Per Laetitia Ky, per esempio, le sculture che realizza su se stessa sono un messaggio contro la disparità sociale, la violenza sulle donne, la discriminazione. Avoriana, classe 1996, Ky ha iniziato sette anni fa. «L’ispirazione mi è venuta sfogliando un libro sulle donne africane prima della colonizzazione. Le pettinature erano incredibili: sculture astratte, decorate con perle, oro e conchiglie. Così ho cominciato a riprodurle su di me, sfruttando tecniche imparate quando ero bambina da mia madre». Fotografate e postate su Instagram, le sue performance sono diventate virali. Da qui sono nate collaborazioni musicali (con Di’Ja), stilistiche (con Marco Rambaldi) e un brand di moda, Kystroy che sintetizza i valori dell’hair artist: «I capelli sono un’estensione di me stessa, la mia arte e il veicolo per esprimere il mio modo di essere una donna black».
Parla di identità culturale, in questo caso latino americana, anche Lucho Dávila, alias Iamtrece, che con il progetto fotografico Fanesca riflette sugli archetipi dell’estetica ecuadoregna all’interno dei quali «i capelli giocano un ruolo rilevante, esprimendo l’incrocio delle tradizioni indigene con le influenze europee». Nella serie di autoscatti che compongono l’opera esposta alla londinese Victoria House Basement durante la fashion week del febbraio 2022, Dávila ha il volto coperto da una lunga parrucca nera, «simbolo delle capigliature tradizionali del mio Paese e sintesi del sincretismo della nostra cultura».

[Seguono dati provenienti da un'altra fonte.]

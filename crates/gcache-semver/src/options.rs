//! Parse options shared by every operation

/// Flags recognized by parsing and matching
#[derive(Debug, Clone, Copy, Default, PartialEq, Eq, Hash)]
pub struct Options {
    /// Accept the relaxed grammar (leading `v`/`=`, leading zeros, missing `-`)
    pub loose: bool,
    /// Let prerelease versions satisfy ranges without a matching prerelease pin
    pub include_prerelease: bool,
    /// Coercion only: prefer the right-most coercible run
    pub rtl: bool,
}

impl Options {
    pub fn new() -> Self {
        Self::default()
    }

    pub fn loose() -> Self {
        Options {
            loose: true,
            ..Self::default()
        }
    }

    pub fn include_prerelease() -> Self {
        Options {
            include_prerelease: true,
            ..Self::default()
        }
    }

    pub fn with_loose(mut self, loose: bool) -> Self {
        self.loose = loose;
        self
    }

    pub fn with_include_prerelease(mut self, include_prerelease: bool) -> Self {
        self.include_prerelease = include_prerelease;
        self
    }

    pub fn with_rtl(mut self, rtl: bool) -> Self {
        self.rtl = rtl;
        self
    }

    /// Only the flags that change how a range segment parses
    pub(crate) fn parse_flags(&self) -> u8 {
        (self.include_prerelease as u8) | ((self.loose as u8) << 1)
    }
}

impl From<bool> for Options {
    /// `true` means loose, matching the shorthand most call sites use
    fn from(loose: bool) -> Self {
        Options {
            loose,
            ..Self::default()
        }
    }
}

Sempre le immagini sono il territorio di esplorazione di Rossella Damiani, giovane fotografa italiana che vive a Londra. Ai capelli l’artista ha dedicato il suo lavoro d’esordio, Untangled, in cui indaga sul «fenomeno della tratta dei capelli umani. È una narrazione visiva che ripercorre il loro viaggio: dal recupero ai processi produttivi, fino alla consegna finale. Ho scelto un approccio personale, invece che documentaristico, per raggiungere un pubblico più vasto. Ho composto un quadro a tasselli: non si può vedere l’immagine completa senza incastrare tutti i pezzi».

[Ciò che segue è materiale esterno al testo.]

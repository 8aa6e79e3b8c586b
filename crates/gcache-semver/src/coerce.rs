//! Best-effort extraction of a version from arbitrary text

use log::trace;
use regex::Captures;

use crate::grammar::{COERCE, COERCE_FULL};
use crate::options::Options;
use crate::version::Version;

/// Pull the first (or with `rtl`, the right-most) run of up to three
/// dot-separated numbers out of `text` and read it as a version
///
/// Missing minor and patch default to `0`. With `include_prerelease` a
/// directly attached prerelease and build are kept.
pub fn coerce(text: &str, options: impl Into<Options>) -> Option<Version> {
    let options = options.into();
    let re = if options.include_prerelease { &*COERCE_FULL } else { &*COERCE };

    let caps = if options.rtl {
        rightmost(text, re)
    } else {
        re.captures(text)
    }?;

    let group = |i: usize| caps.get(i).map(|m| m.as_str()).filter(|s| !s.is_empty());

    let mut coerced = format!(
        "{}.{}.{}",
        group(2)?,
        group(3).unwrap_or("0"),
        group(4).unwrap_or("0")
    );
    if options.include_prerelease {
        if let Some(pre) = group(5) {
            coerced.push('-');
            coerced.push_str(pre);
        }
        if let Some(build) = group(6) {
            coerced.push('+');
            coerced.push_str(build);
        }
    }

    trace!("coerce {:?} -> {:?}", text, coerced);
    Version::parse(&coerced, options).ok()
}

/// Scan left to right, keeping the match that ends furthest right; runs
/// ending at the same place keep their left-most start
fn rightmost<'t>(text: &'t str, re: &regex::Regex) -> Option<Captures<'t>> {
    let mut best: Option<Captures<'t>> = None;
    let mut start = 0;

    while let Some(next) = re.captures_at(text, start) {
        let best_end = best.as_ref().and_then(|caps| caps.get(0)).map(|m| m.end());
        if best_end == Some(text.len()) {
            break;
        }

        let (next_start, next_end) = match next.get(0) {
            Some(m) => (m.start(), m.end()),
            None => break,
        };
        let skip = next.get(1).map_or(0, |m| m.len()) + next.get(2).map_or(0, |m| m.len());

        if best_end != Some(next_end) {
            best = Some(next);
        }

        // resume inside the previous run so overlapping runs are seen
        start = next_start + skip;
    }

    best
}

#[cfg(test)]
mod tests {
    use super::*;

    fn coerced(text: &str, options: Options) -> Option<String> {
        coerce(text, options).map(|v| v.to_string())
    }

    #[test]
    fn test_coerce() {
        let cases = [
            ("foo 3.4.5 bar", Some("3.4.5")),
            ("v2", Some("2.0.0")),
            ("no numbers", None),
            ("", None),
            (".1", Some("1.0.0")),
            (".1.", Some("1.0.0")),
            ("..1", Some("1.0.0")),
            (".1.1", Some("1.1.0")),
            ("1.", Some("1.0.0")),
            ("1.0", Some("1.0.0")),
            ("0", Some("0.0.0")),
            ("0.1", Some("0.1.0")),
            ("1.2.3.4", Some("1.2.3")),
            ("1.2.3.4.5.6", Some("1.2.3")),
            ("a1", Some("1.0.0")),
            ("1a", Some("1.0.0")),
            ("version 1.2.3-rc.1+build", Some("1.2.3")),
            ("v3.4 replaces v3.3.1", Some("3.4.0")),
            ("4.6.3.9.2-alpha2", Some("4.6.3")),
            ("1111111111111111", Some("1111111111111111.0.0")),
            ("11111111111111111", None),
            ("9999999999999999", None),
        ];

        for (text, expected) in cases {
            assert_eq!(coerced(text, Options::default()).as_deref(), expected, "{:?}", text);
        }
    }

    #[test]
    fn test_coerce_rtl() {
        let rtl = Options::default().with_rtl(true);
        assert_eq!(coerced("1.2.3.4", rtl).as_deref(), Some("2.3.4"));
        assert_eq!(coerced("1.2.3.4.5.6", rtl).as_deref(), Some("4.5.6"));
        assert_eq!(coerced("4.6.3.9.2-alpha2", rtl).as_deref(), Some("2.0.0"));
        assert_eq!(coerced("v3.4 replaces v3.3.1", rtl).as_deref(), Some("3.3.1"));
        assert_eq!(coerced("no numbers", rtl), None);
    }

    #[test]
    fn test_coerce_include_prerelease() {
        let opts = Options::include_prerelease();
        assert_eq!(coerced("1.2.3-rc.1+build", opts).as_deref(), Some("1.2.3-rc.1+build"));
        assert_eq!(coerced("v2-beta", opts).as_deref(), Some("2.0.0-beta"));
        assert_eq!(
            coerced("1.2.3.4-rc.1+b", opts.with_rtl(true)).as_deref(),
            Some("2.3.4-rc.1+b")
        );
    }
}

Sono sculture realizzate invece con materia sintetica quelle create dall’artista slovena Ana Mrovlje per il progetto Part time human: il suo lavoro è una riflessione su come corpo e capelli «siano un fatto culturale e non biologico», spiega Mrovlje. Per questo motivo ha usato dei materiali artificiali evidenziandone, nonostante la struttura imperitura, la fragilità intrinseca e la capacità di rappresentare comunque un’estensione del corpo.

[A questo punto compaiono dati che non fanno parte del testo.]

//! Range containment

use std::cmp::Ordering;
use std::slice;

use crate::comparator::Comparator;
use crate::identifier::Identifier;
use crate::operator::Operator;
use crate::options::Options;
use crate::range::{test_set, Range};
use crate::version::Version;

/// Whether every version matching `sub` also matches `dom`
///
/// Groups of `sub` that no version can satisfy are ignored, so an empty
/// range is a subset of anything.
pub fn subset(sub: &Range, dom: &Range, options: impl Into<Options>) -> bool {
    let options = options.into();
    let mut saw_non_null = false;

    'outer: for simple_sub in sub.set() {
        for simple_dom in dom.set() {
            let is_sub = simple_subset(simple_sub, simple_dom, options);
            saw_non_null = saw_non_null || is_sub.is_some();
            if is_sub == Some(true) {
                continue 'outer;
            }
        }
        if saw_non_null {
            return false;
        }
    }

    true
}

/// Compare one comparator group against another
///
/// `None` means `sub` matches nothing at all.
fn simple_subset(sub: &[Comparator], dom: &[Comparator], options: Options) -> Option<bool> {
    if sub == dom {
        return Some(true);
    }

    let floor = vec![lowest(options)];
    let mut sub = sub;
    let mut dom = dom;

    if is_any(sub) {
        if is_any(dom) {
            return Some(true);
        }
        sub = &floor;
    }
    if is_any(dom) {
        if options.include_prerelease {
            return Some(true);
        }
        dom = &floor;
    }

    let mut equal: Vec<&Version> = Vec::new();
    let mut gt: Option<&Comparator> = None;
    let mut lt: Option<&Comparator> = None;

    for c in sub {
        let op = c.operator();
        if op.is_greater() {
            gt = Some(match gt {
                Some(current) if !gt_prefers(current, c) => current,
                _ => c,
            });
        } else if op.is_less() {
            lt = Some(match lt {
                Some(current) if !lt_prefers(current, c) => current,
                _ => c,
            });
        } else if let Some(version) = c.semver() {
            if !equal.iter().any(|seen| seen.version() == version.version()) {
                equal.push(version);
            }
        }
    }

    if equal.len() > 1 {
        return None;
    }

    let mut bounds = None;
    if let (Some(g), Some(l)) = (gt, lt) {
        let comp = g.semver().cmp(&l.semver());
        if comp == Ordering::Greater {
            return None;
        }
        if comp == Ordering::Equal
            && (g.operator() != Operator::GreaterThanOrEqual || l.operator() != Operator::LessThanOrEqual)
        {
            return None;
        }
        bounds = Some(comp);
    }

    if let Some(eq) = equal.first() {
        if gt.map_or(false, |g| !test_set(slice::from_ref(g), eq, options)) {
            return None;
        }
        if lt.map_or(false, |l| !test_set(slice::from_ref(l), eq, options)) {
            return None;
        }
        return Some(dom.iter().all(|c| test_set(slice::from_ref(c), eq, options)));
    }

    // Bounds that are a prerelease need a prerelease comparator on the same
    // tuple in dom. <1.2.3-0 is the same as <1.2.3 and needs nothing.
    let mut need_dom_gt_pre = gt
        .and_then(Comparator::semver)
        .filter(|v| !options.include_prerelease && v.is_prerelease());
    let mut need_dom_lt_pre = lt
        .and_then(|l| l.semver().map(|v| (l.operator(), v)))
        .filter(|(_, v)| !options.include_prerelease && v.is_prerelease())
        .filter(|(op, v)| !(*op == Operator::LessThan && v.pre == [Identifier::Numeric(0)]))
        .map(|(_, v)| v);

    let unequal_bounds = bounds != Some(Ordering::Equal);
    let mut has_dom_gt = false;
    let mut has_dom_lt = false;

    for c in dom {
        let op = c.operator();
        has_dom_gt = has_dom_gt || op.is_greater();
        has_dom_lt = has_dom_lt || op.is_less();

        if let Some(g) = gt {
            if need_dom_gt_pre.map_or(false, |needed| pins_prerelease(c, needed)) {
                need_dom_gt_pre = None;
            }
            if op.is_greater() {
                if gt_prefers(g, c) {
                    return Some(false);
                }
            } else if g.operator() == Operator::GreaterThanOrEqual
                && !g.semver().map_or(false, |v| test_set(slice::from_ref(c), v, options))
            {
                return Some(false);
            }
        }

        if let Some(l) = lt {
            if need_dom_lt_pre.map_or(false, |needed| pins_prerelease(c, needed)) {
                need_dom_lt_pre = None;
            }
            if op.is_less() {
                if lt_prefers(l, c) {
                    return Some(false);
                }
            } else if l.operator() == Operator::LessThanOrEqual
                && !l.semver().map_or(false, |v| test_set(slice::from_ref(c), v, options))
            {
                return Some(false);
            }
        }

        if op == Operator::Equal && (gt.is_some() || lt.is_some()) && unequal_bounds {
            return Some(false);
        }
    }

    // A one-sided sub cannot fit in a dom bounded on the other side,
    // unless sub is limited to a single point
    if gt.is_some() && has_dom_lt && lt.is_none() && unequal_bounds {
        return Some(false);
    }
    if lt.is_some() && has_dom_gt && gt.is_none() && unequal_bounds {
        return Some(false);
    }

    if need_dom_gt_pre.is_some() || need_dom_lt_pre.is_some() {
        return Some(false);
    }

    Some(true)
}

fn is_any(group: &[Comparator]) -> bool {
    group.len() == 1 && group[0].is_any()
}

/// `>=0.0.0`, or `>=0.0.0-0` when prereleases are included
fn lowest(options: Options) -> Comparator {
    let mut floor = Version::new(0, 0, 0);
    if options.include_prerelease {
        floor.pre.push(Identifier::Numeric(0));
    }
    Comparator::new(Operator::GreaterThanOrEqual, floor, options)
}

/// Whether `b` is the tighter lower bound; `>1.2.3` is tighter than `>=1.2.3`
fn gt_prefers(a: &Comparator, b: &Comparator) -> bool {
    match a.semver().cmp(&b.semver()) {
        Ordering::Greater => false,
        Ordering::Less => true,
        Ordering::Equal => b.operator() == Operator::GreaterThan && a.operator() == Operator::GreaterThanOrEqual,
    }
}

/// Whether `b` is the tighter upper bound; `<1.2.3` is tighter than `<=1.2.3`
fn lt_prefers(a: &Comparator, b: &Comparator) -> bool {
    match a.semver().cmp(&b.semver()) {
        Ordering::Less => false,
        Ordering::Greater => true,
        Ordering::Equal => b.operator() == Operator::LessThan && a.operator() == Operator::LessThanOrEqual,
    }
}

fn pins_prerelease(c: &Comparator, needed: &Version) -> bool {
    c.semver()
        .map_or(false, |v| v.is_prerelease() && v.same_tuple(needed))
}

#[cfg(test)]
mod tests {
    use super::*;

    fn is_subset(sub: &str, dom: &str, options: Options) -> bool {
        let sub = Range::parse(sub, options).unwrap();
        let dom = Range::parse(dom, options).unwrap();
        subset(&sub, &dom, options)
    }

    #[test]
    fn test_subset_cases() {
        let opts = Options::default();
        let cases = [
            ("1.2.3", "1.2.3", true),
            ("1.2.3", "1.x", true),
            ("1.2.3 1.2.4", "1.2.3", true),
            ("1.2.3 1.2.4", "1.2.9", true),
            ("1.2.3", ">1.2.0", true),
            ("1.2.3 2.3.4 || 2.3.4", "3", false),
            ("^1.2.3-pre.0", "1.x", false),
            (">2 <1", "3", true),
            ("1 || 2 || 3", ">=1.0.0", true),
            ("*", "*", true),
            ("", "*", true),
            ("*", "", true),
            ("*", ">1.2.3", false),
            ("*", ">=1.2.3", false),
            (">=1.2.3", "*", true),
            ("^2 || ^3 || ^4", ">=1", true),
            ("^2 || ^3 || ^4", ">1", true),
            ("^2 || ^3 || ^4", ">=2", true),
            ("^2 || ^3 || ^4", ">=3", false),
            (">=1", "^2 || ^3 || ^4", false),
            (">1", "^2 || ^3 || ^4", false),
            (">=1.2.3", "<2", false),
            (">=1.0.0 <=1.0.0", "1.0.0", true),
            ("1.2.3", "^1.2.0", true),
            ("^1.2.0", "1.2.3", false),
            (">=1.2.3-pre", ">=1.0.0", false),
            ("<1.2.3-0", "<1.2.3", true),
            ("~1.2.3", "^1.2.0", true),
            ("^1.2.0", "~1.2.3", false),
        ];

        for (sub, dom, expected) in cases {
            assert_eq!(is_subset(sub, dom, opts), expected, "{:?} ⊆ {:?}", sub, dom);
        }
    }

    #[test]
    fn test_subset_include_prerelease() {
        let opts = Options::include_prerelease();
        assert!(is_subset("^1.2.3-pre.0", "1.x", opts));
        assert!(is_subset(">=1.2.3-pre", ">=1.0.0", opts));
        assert!(is_subset("1.2.3-beta", "*", opts));
        assert!(!is_subset("1.2.3-beta", "*", Options::default()));
    }

    #[test]
    fn test_every_range_is_its_own_subset() {
        for range in ["^1.2.3", "~0.0.1", "1.x || >=2.5.0", ">1.0.0 <2.0.0", "*", "<0.0.0-0", "1.2.3-beta"] {
            assert!(is_subset(range, range, Options::default()), "{}", range);
        }
    }
}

All’opposto il lavoro di Piergiuseppe Moroni, hairstylist di fama internazionale e artista poliedrico, che non solo lavora esclusivamente con capigliature naturali senza mai alterarne il colore originale, ma utilizza soltanto capelli tagliati da lui stesso e provenienti da persone che ritiene interessanti. «Recupero il materiale con cui lavoro tutti i giorni e lo classifico registrandone la provenienza: i capelli sono l’essenza di un ritratto», spiega. Tinte in tonalità acriliche sono invece le sculture di Zu Kalinowska: il suo lavoro è un’esplorazione sull’intimità. «I capelli sono qualcosa di personale e, insieme, un mezzo di comunicazione: è la loro ambivalenza che mi affascina». E conclude: «Anche se rimossi dal corpo, contengono tracce di storie ed emozioni. E io le racconto».